期刊名称:Proceedings of the National Academy of Sciences
印刷版ISSN:0027-8424
电子版ISSN:1091-6490
出版年度:2004
卷号:101
期号:30
页码:10949-10954
DOI:10.1073/pnas.0400928101
语种:English
出版社:The National Academy of Sciences of the United States of America
摘要:15N-1H NMR spectroscopy has been used to probe the dynamic properties of uniformly 15N labeled Escherichia coli ribosomes. Despite the high molecular weight of the complex ({approx}2.3 MDa), [1H-15N] heteronuclear single-quantum correlation spectra contain {approx}100 well resolved resonances, the majority of which arise from two of the four C-terminal domains of the stalk proteins, L7/L12. Heteronuclear pulse-field gradient NMR experiments show that the resonances arise from species with a translational diffusion constant consistent with that of the intact ribosome. Longitudinal relaxation time (T1) and T1{rho} 15N-spin relaxation measurements show that the observable domains tumble anisotropically, with an apparent rotational correlation time significantly longer than that expected for a free L7/L12 domain but much shorter than expected for a protein rigidly incorporated within the ribosomal particle. The relaxation data allow the ribosomally bound C-terminal domains to be oriented relative to the rotational diffusion tensor.

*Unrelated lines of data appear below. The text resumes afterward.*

//! GLES object name virtualization
//!
//! Guest GLES contexts name their objects (textures, buffers, renderbuffers,
//! framebuffers, shaders) with integers of their own choosing. The host
//! driver needs names that are unique across every context it serves, and
//! contexts created to share state must resolve the same guest name to the
//! same host object.
//!
//! # Architecture
//!
//! ```text
//! ┌──────────────────────────────┐
//! │      ObjectNameManager       │  group key ──► ShareGroup
//! └──────────────┬───────────────┘
//!                │ 1..n keys per group
//! ┌──────────────▼───────────────┐
//! │          ShareGroup          │  one lock, one NameSpace per kind,
//! │  ┌────────┐ ┌────────┐       │  side data keyed by (kind, local)
//! │  │NameSpace│ │NameSpace│ ... │
//! │  └───┬────┘ └───┬────┘       │
//! └──────┼──────────┼────────────┘
//!        │ allocate / free
//! ┌──────▼──────────▼────────────┐
//! │       GlobalNameSpace        │  process-wide, per-kind counters
//! └──────────────────────────────┘
//! ```
//!
//! # Usage
//!
//! ```ignore
//! use gles_names::{GlobalNameSpace, GroupKey, NameRequest, ObjectKind, ObjectNameManager};
//!
//! let names = Arc::new(GlobalNameSpace::new());
//! let manager = ObjectNameManager::new(names);
//!
//! let group = manager.create_group(GroupKey(1));
//! let tex = group.generate(ObjectKind::Texture, NameRequest::Fresh);
//! let host_name = group.global_name_of(ObjectKind::Texture, tex);
//! ```

pub mod global;
pub mod manager;
pub mod namespace;
pub mod object_data;
pub mod share_group;

pub use global::GlobalNameSpace;
pub use manager::{GroupKey, ObjectNameManager};
pub use namespace::NameSpace;
pub use object_data::{
    BufferData, FramebufferData, ObjectData, ObjectDataPtr, RenderbufferData, ShaderData,
    TextureData,
};
pub use share_group::ShareGroup;

use core::fmt;

/// Host-visible object name. Zero never names an object.
pub type GlobalName = u32;

/// Guest-visible object name. Zero never names an object.
pub type LocalName = u64;

/// Kinds of GLES objects that live in a share group
#[derive(Debug, Clone, Copy, PartialEq, Eq, PartialOrd, Ord, Hash)]
pub enum ObjectKind {
    /// Vertex and index buffers
    VertexBuffer = 0,
    /// Textures
    Texture = 1,
    /// Renderbuffers
    Renderbuffer = 2,
    /// Framebuffers
    Framebuffer = 3,
    /// Shaders and programs
    Shader = 4,
}

impl ObjectKind {
    /// Number of object kinds
    pub const COUNT: usize = 5;

    /// All kinds, in index order
    pub const ALL: [ObjectKind; Self::COUNT] = [
        ObjectKind::VertexBuffer,
        ObjectKind::Texture,
        ObjectKind::Renderbuffer,
        ObjectKind::Framebuffer,
        ObjectKind::Shader,
    ];

    /// Index of this kind in per-kind tables
    pub const fn index(self) -> usize {
        self as usize
    }
}

impl fmt::Display for ObjectKind {
    fn fmt(&self, f: &mut fmt::Formatter<'_>) -> fmt::Result {
        match self {
            ObjectKind::VertexBuffer => write!(f, "buffer"),
            ObjectKind::Texture => write!(f, "texture"),
            ObjectKind::Renderbuffer => write!(f, "renderbuffer"),
            ObjectKind::Framebuffer => write!(f, "framebuffer"),
            ObjectKind::Shader => write!(f, "shader"),
        }
    }
}

/// How the local name of a new object is picked
#[derive(Debug, Clone, Copy, PartialEq, Eq)]
pub enum NameRequest {
    /// Let the name space mint an unused, non-zero local name
    Fresh,
    /// Use exactly this local name
    Exact(LocalName),
}

#[cfg(test)]
mod tests {
    use super::*;

    #[test]
    fn test_kind_indices_are_dense() {
        for (i, kind) in ObjectKind::ALL.iter().enumerate() {
            assert_eq!(kind.index(), i);
        }
    }

    #[test]
    fn test_kind_display() {
        assert_eq!(ObjectKind::Texture.to_string(), "texture");
        assert_eq!(ObjectKind::VertexBuffer.to_string(), "buffer");
    }
}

Binding of elongation factor G to the ribosome results in the disappearance of the resonances of the L7/L12 domains, indicating a dramatic reduction in their mobility. This result is in agreement with cryoelectron microscopy studies showing that the ribosomal stalk assumes a single rigid orientation upon elongation factor G binding. As well as providing information about the dynamical properties of L7/L12, these results demonstrate the utility of heteronuclear NMR in the study of mobile regions of large biological complexes and form the basis for further NMR studies of functional ribosomal complexes in the context of protein synthesis.